Spence se sobrecogió apenas notoriamente por la conmoción, mas pude ver su espalda sacudirse. Y apenas escucharlo retener un grito. Una reacción parecida a la que tengo al ser pillado con las manos en la masa, estando muy concentrado o haciendo algo que no debería estar haciendo.
Alivié mis facciones contraídas por el enojo y llené mis pulmones.
Relájate, Cobra.
Sentí mis labios curvarse hacia arriba. Cuánto desearía haber visto su linda expresión alarmada.
Coloqué mis brazos alrededor de él, cuidadoso de no estorbarle y sintiendo la calidez que irradiaba su mejilla en la mía. Hipnotizado por la forma en la cual dibujaba, de una manera tan natural, como si lo hubiera hecho un millón de veces antes. Como si se cepillara los dientes. Le estaba dando los toques finales a la cobra más cool que haya visto en mi exitosa vida.

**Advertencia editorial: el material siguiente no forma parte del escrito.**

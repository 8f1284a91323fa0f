//! Sources of raw system metrics.

use std::sync::{Arc, PoisonError, RwLock};

use async_trait::async_trait;
use serde::Serialize;
use sysinfo::System;

/// Raw machine metrics at one point in time.
#[derive(Debug, Clone, Copy, PartialEq, Serialize)]
#[serde(rename_all = "camelCase")]
pub struct RawMetrics {
    /// Global CPU usage in percent.
    pub cpu_usage: f64,
    /// Used memory in percent of total memory.
    pub memory_usage: f64,
    /// Total memory in bytes.
    pub total_memory: u64,
    /// One-minute load average.
    pub load_average: f64,
    /// Number of logical CPU cores.
    pub cpu_cores: usize,
}

impl Default for RawMetrics {
    fn default() -> Self {
        Self {
            cpu_usage: 0.0,
            memory_usage: 0.0,
            total_memory: 0,
            load_average: 0.0,
            cpu_cores: 1,
        }
    }
}

/// Provider of [`RawMetrics`] samples.
#[async_trait]
pub trait MetricsSource: Send + 'static {
    /// Takes a fresh sample.
    async fn sample(&mut self) -> RawMetrics;
}

/// Samples the local machine through `sysinfo`.
///
/// CPU usage is computed between consecutive refreshes, so the very first
/// sample reports 0%.
pub struct SystemMetricsSource {
    system: System,
    cpu_cores: usize,
}

impl Default for SystemMetricsSource {
    fn default() -> Self {
        Self::new()
    }
}

impl SystemMetricsSource {
    /// Creates a source for the local machine.
    pub fn new() -> Self {
        let mut system = System::new();
        system.refresh_memory();
        system.refresh_cpu();
        let cpu_cores = std::thread::available_parallelism()
            .map(|n| n.get())
            .unwrap_or_else(|_| system.cpus().len().max(1));
        Self { system, cpu_cores }
    }
}

#[async_trait]
impl MetricsSource for SystemMetricsSource {
    async fn sample(&mut self) -> RawMetrics {
        self.system.refresh_cpu();
        self.system.refresh_memory();

        let total_memory = self.system.total_memory();
        let memory_usage = if total_memory > 0 {
            self.system.used_memory() as f64 / total_memory as f64 * 100.0
        } else {
            0.0
        };

        RawMetrics {
            cpu_usage: self.system.global_cpu_info().cpu_usage() as f64,
            memory_usage,
            total_memory,
            load_average: System::load_average().one,
            cpu_cores: self.cpu_cores,
        }
    }
}

/// Source returning caller-controlled values. Clones share the same values.
#[derive(Debug, Clone, Default)]
pub struct StaticMetricsSource {
    metrics: Arc<RwLock<RawMetrics>>,
}

impl StaticMetricsSource {
    /// Creates a source that reports `metrics` until changed.
    pub fn new(metrics: RawMetrics) -> Self {
        Self {
            metrics: Arc::new(RwLock::new(metrics)),
        }
    }

    /// Replaces the reported values.
    pub fn set(&self, metrics: RawMetrics) {
        *self.metrics.write().unwrap_or_else(PoisonError::into_inner) = metrics;
    }
}

#[async_trait]
impl MetricsSource for StaticMetricsSource {
    async fn sample(&mut self) -> RawMetrics {
        *self.metrics.read().unwrap_or_else(PoisonError::into_inner)
    }
}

Al retirar el portaminas y su mano de la mesa, leí algo escrito en minúsculas debajo del dibujo:
«¿quieres sssssalir conmigo?»
Volteé a verlo y me encontré con su rostro a meros centímetros del mío. Aún lo tenía envuelto en mis brazos y me estaba mirando tímidamente. Sentí toda la sangre subir a mi rostro, me tomó con la guardia baja. También noté golpes acelerados, el martilleo contra mi pecho cada vez más veloz e insistente. Dos corazones.

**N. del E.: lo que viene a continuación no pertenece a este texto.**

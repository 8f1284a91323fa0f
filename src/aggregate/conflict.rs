//! Conflict detection on completed task output.
//!
//! Executors report regressions through well-known fields of their JSON
//! output. Each detected regression becomes an immutable [`ConflictRecord`].

use std::fmt;

use chrono::{DateTime, Utc};
use serde::Serialize;
use serde_json::Value;

/// Performance degradation (percent) above which a conflict is high severity.
const HIGH_DEGRADATION_PERCENT: f64 = 50.0;

/// Performance degradation (percent) above which a conflict is medium severity.
const MEDIUM_DEGRADATION_PERCENT: f64 = 20.0;

/// Quality improvement below which a quality regression is reported.
const QUALITY_REGRESSION_THRESHOLD: f64 = -10.0;

/// Kind of regression detected in a task result.
#[derive(Debug, Clone, Copy, PartialEq, Eq, Hash, Serialize)]
#[serde(rename_all = "snake_case")]
pub enum ConflictType {
    /// The refactored code is not functionally equivalent.
    FunctionalEquivalence,
    /// The refactored code is measurably slower.
    PerformanceRegression,
    /// Code quality got worse.
    QualityRegression,
    /// The change was classified as a high-risk migration.
    MigrationRisk,
}

impl fmt::Display for ConflictType {
    fn fmt(&self, f: &mut fmt::Formatter<'_>) -> fmt::Result {
        let name = match self {
            ConflictType::FunctionalEquivalence => "functional_equivalence",
            ConflictType::PerformanceRegression => "performance_regression",
            ConflictType::QualityRegression => "quality_regression",
            ConflictType::MigrationRisk => "migration_risk",
        };
        write!(f, "{}", name)
    }
}

/// Conflict severity.
#[derive(Debug, Clone, Copy, PartialEq, Eq, Hash, PartialOrd, Ord, Serialize)]
#[serde(rename_all = "lowercase")]
pub enum ConflictSeverity {
    Low,
    Medium,
    High,
}

impl fmt::Display for ConflictSeverity {
    fn fmt(&self, f: &mut fmt::Formatter<'_>) -> fmt::Result {
        match self {
            ConflictSeverity::Low => write!(f, "low"),
            ConflictSeverity::Medium => write!(f, "medium"),
            ConflictSeverity::High => write!(f, "high"),
        }
    }
}

/// A regression found in one completed task.
#[derive(Debug, Clone, PartialEq, Serialize)]
#[serde(rename_all = "camelCase")]
pub struct ConflictRecord {
    /// Task the conflict was found in.
    pub task_id: String,
    /// Batch of that task.
    pub batch_id: String,
    /// Kind of regression.
    #[serde(rename = "type")]
    pub conflict_type: ConflictType,
    /// Severity.
    pub severity: ConflictSeverity,
    /// Human-readable details.
    pub details: String,
    /// When the conflict was detected.
    pub detected_at: DateTime<Utc>,
}

/// Detects conflicts in a completed task's output.
///
/// Recognized fields:
/// - `functionalEquivalence`: `false`, or an object with `equivalent: false`
/// - `performanceComparison.degradation`: percent slowdown
/// - `qualityImprovement`: number, or an object with `overall`
/// - `migrationRisk`: `"high"`, or an object with `level: "high"`
pub fn detect_conflicts(task_id: &str, batch_id: &str, output: &Value) -> Vec<ConflictRecord> {
    let mut found: Vec<(ConflictType, ConflictSeverity, String)> = Vec::new();

    if let Some(equivalent) = functional_equivalence(output) {
        if !equivalent {
            found.push((
                ConflictType::FunctionalEquivalence,
                ConflictSeverity::High,
                "refactored code is not functionally equivalent".to_string(),
            ));
        }
    }

    if let Some(degradation) = output
        .pointer("/performanceComparison/degradation")
        .and_then(Value::as_f64)
    {
        let severity = if degradation > HIGH_DEGRADATION_PERCENT {
            Some(ConflictSeverity::High)
        } else if degradation > MEDIUM_DEGRADATION_PERCENT {
            Some(ConflictSeverity::Medium)
        } else {
            None
        };
        if let Some(severity) = severity {
            found.push((
                ConflictType::PerformanceRegression,
                severity,
                format!("performance degraded by {:.1}%", degradation),
            ));
        }
    }

    if let Some(improvement) = quality_improvement(output) {
        if improvement < QUALITY_REGRESSION_THRESHOLD {
            found.push((
                ConflictType::QualityRegression,
                ConflictSeverity::Medium,
                format!("quality changed by {:.1}", improvement),
            ));
        }
    }

    if migration_risk(output).is_some_and(|level| level.eq_ignore_ascii_case("high")) {
        found.push((
            ConflictType::MigrationRisk,
            ConflictSeverity::Medium,
            "migration risk classified as high".to_string(),
        ));
    }

    let detected_at = Utc::now();
    found
        .into_iter()
        .map(|(conflict_type, severity, details)| ConflictRecord {
            task_id: task_id.to_string(),
            batch_id: batch_id.to_string(),
            conflict_type,
            severity,
            details,
            detected_at,
        })
        .collect()
}

fn functional_equivalence(output: &Value) -> Option<bool> {
    match output.get("functionalEquivalence")? {
        Value::Bool(equivalent) => Some(*equivalent),
        Value::Object(map) => map.get("equivalent").and_then(Value::as_bool),
        _ => None,
    }
}

fn quality_improvement(output: &Value) -> Option<f64> {
    match output.get("qualityImprovement")? {
        Value::Object(map) => map.get("overall").and_then(Value::as_f64),
        other => other.as_f64(),
    }
}

fn migration_risk(output: &Value) -> Option<&str> {
    match output.get("migrationRisk")? {
        Value::String(level) => Some(level.as_str()),
        Value::Object(map) => map.get("level").and_then(Value::as_str),
        _ => None,
    }
}

#[cfg(test)]
mod tests {
    use super::*;
    use serde_json::json;

    fn kinds(output: Value) -> Vec<(ConflictType, ConflictSeverity)> {
        detect_conflicts("t", "b", &output)
            .into_iter()
            .map(|c| (c.conflict_type, c.severity))
            .collect()
    }

    #[test]
    fn test_performance_regression_severity() {
        assert_eq!(
            kinds(json!({"performanceComparison": {"degradation": 60}})),
            vec![(ConflictType::PerformanceRegression, ConflictSeverity::High)]
        );
        assert_eq!(
            kinds(json!({"performanceComparison": {"degradation": 25}})),
            vec![(ConflictType::PerformanceRegression, ConflictSeverity::Medium)]
        );
        assert!(kinds(json!({"performanceComparison": {"degradation": 20}})).is_empty());
    }

    #[test]
    fn test_functional_equivalence_failure() {
        assert_eq!(
            kinds(json!({"functionalEquivalence": false})),
            vec![(ConflictType::FunctionalEquivalence, ConflictSeverity::High)]
        );
        assert_eq!(
            kinds(json!({"functionalEquivalence": {"equivalent": false}})),
            vec![(ConflictType::FunctionalEquivalence, ConflictSeverity::High)]
        );
        assert!(kinds(json!({"functionalEquivalence": true})).is_empty());
    }

    #[test]
    fn test_quality_and_migration_risk() {
        assert_eq!(
            kinds(json!({"qualityImprovement": -15.0, "migrationRisk": "HIGH"})),
            vec![
                (ConflictType::QualityRegression, ConflictSeverity::Medium),
                (ConflictType::MigrationRisk, ConflictSeverity::Medium),
            ]
        );
        assert!(kinds(json!({"qualityImprovement": {"overall": -5.0}})).is_empty());
        assert!(kinds(json!({"migrationRisk": {"level": "low"}})).is_empty());
    }

    #[test]
    fn test_opaque_output_has_no_conflicts() {
        assert!(kinds(Value::Null).is_empty());
        assert!(kinds(json!({"exitCode": 0, "stdout": "ok"})).is_empty());
    }

    #[test]
    fn test_conflict_serialization() {
        let conflict = detect_conflicts(
            "t-1",
            "b-1",
            &json!({"performanceComparison": {"degradation": 60}}),
        )
        .remove(0);
        let value = serde_json::to_value(&conflict).expect("serializable");
        assert_eq!(value["type"], "performance_regression");
        assert_eq!(value["severity"], "high");
        assert_eq!(value["taskId"], "t-1");
    }
}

Y una pregunta pegada a mis pensamientos.
El espacio que separaba nuestros rostros era delgado, se acortaba. Ya podía sentir la suavidad de su piel, su tacto tibio rozando la mía, el cosquilleo en donde la palma de su mano se apoyaba en mi abdomen propagarse como un incendio.
Spencer estuvo más cerca de mí que nunca.
Casi…
Lo solté bruscamente al recordar que estábamos en un salón lleno de otros estudiantes. Escaneé la habitación y solo noté a Shanilla cubriendo su sonrisa con sus manos al encontrarse nuestros ojos.
Tal vez era una broma. Se suponía que yo iba a ser el que diera el primer paso, joder. El que se colgaba a él como un mono. ¡El que no tenía vergüenza de nada y ahora estaba titubeando como una escolar locamente enamorada!
―Depende de a dónde me invites ―respondí, dando fin a la espera, medio bromeando y a la vez pícaramente, pero no salió tan bien como esperaba. Me relajé en mi asiento, apoyando los brazos en el respaldar de su silla y sonreí coquetamente.
Se burló de mí…
¡Se burló de mí! ¿Tan mal había estado?
Él iba a añadir algo al dibujo, pero retiró su mano de improviso, después de dejarla suspendida por un rato. Fue entonces cuando escuché aquel inconfundible clac-clac acercándose a nuestro lugar.
Sin pensarlo dos veces, me arrojé encima de la mesa. Empujé mi estuche ― mercadotecnia de mi anterior gira, por supuesto ― sobre esa parte de la mesa en especial, por si acaso. Sentí todo mi cuerpo tensarse y una terrible incomodidad añadirse al peso de mi espalda. Las miradas furtivas que me arrojaba Spence, quien ya tenía su lapicero sobre la hoja de su cuaderno de apuntes, no ayudaban en nada.
¿Vio lo sucedido? ¿Nos iban a echar de la clase? Entré en pánico.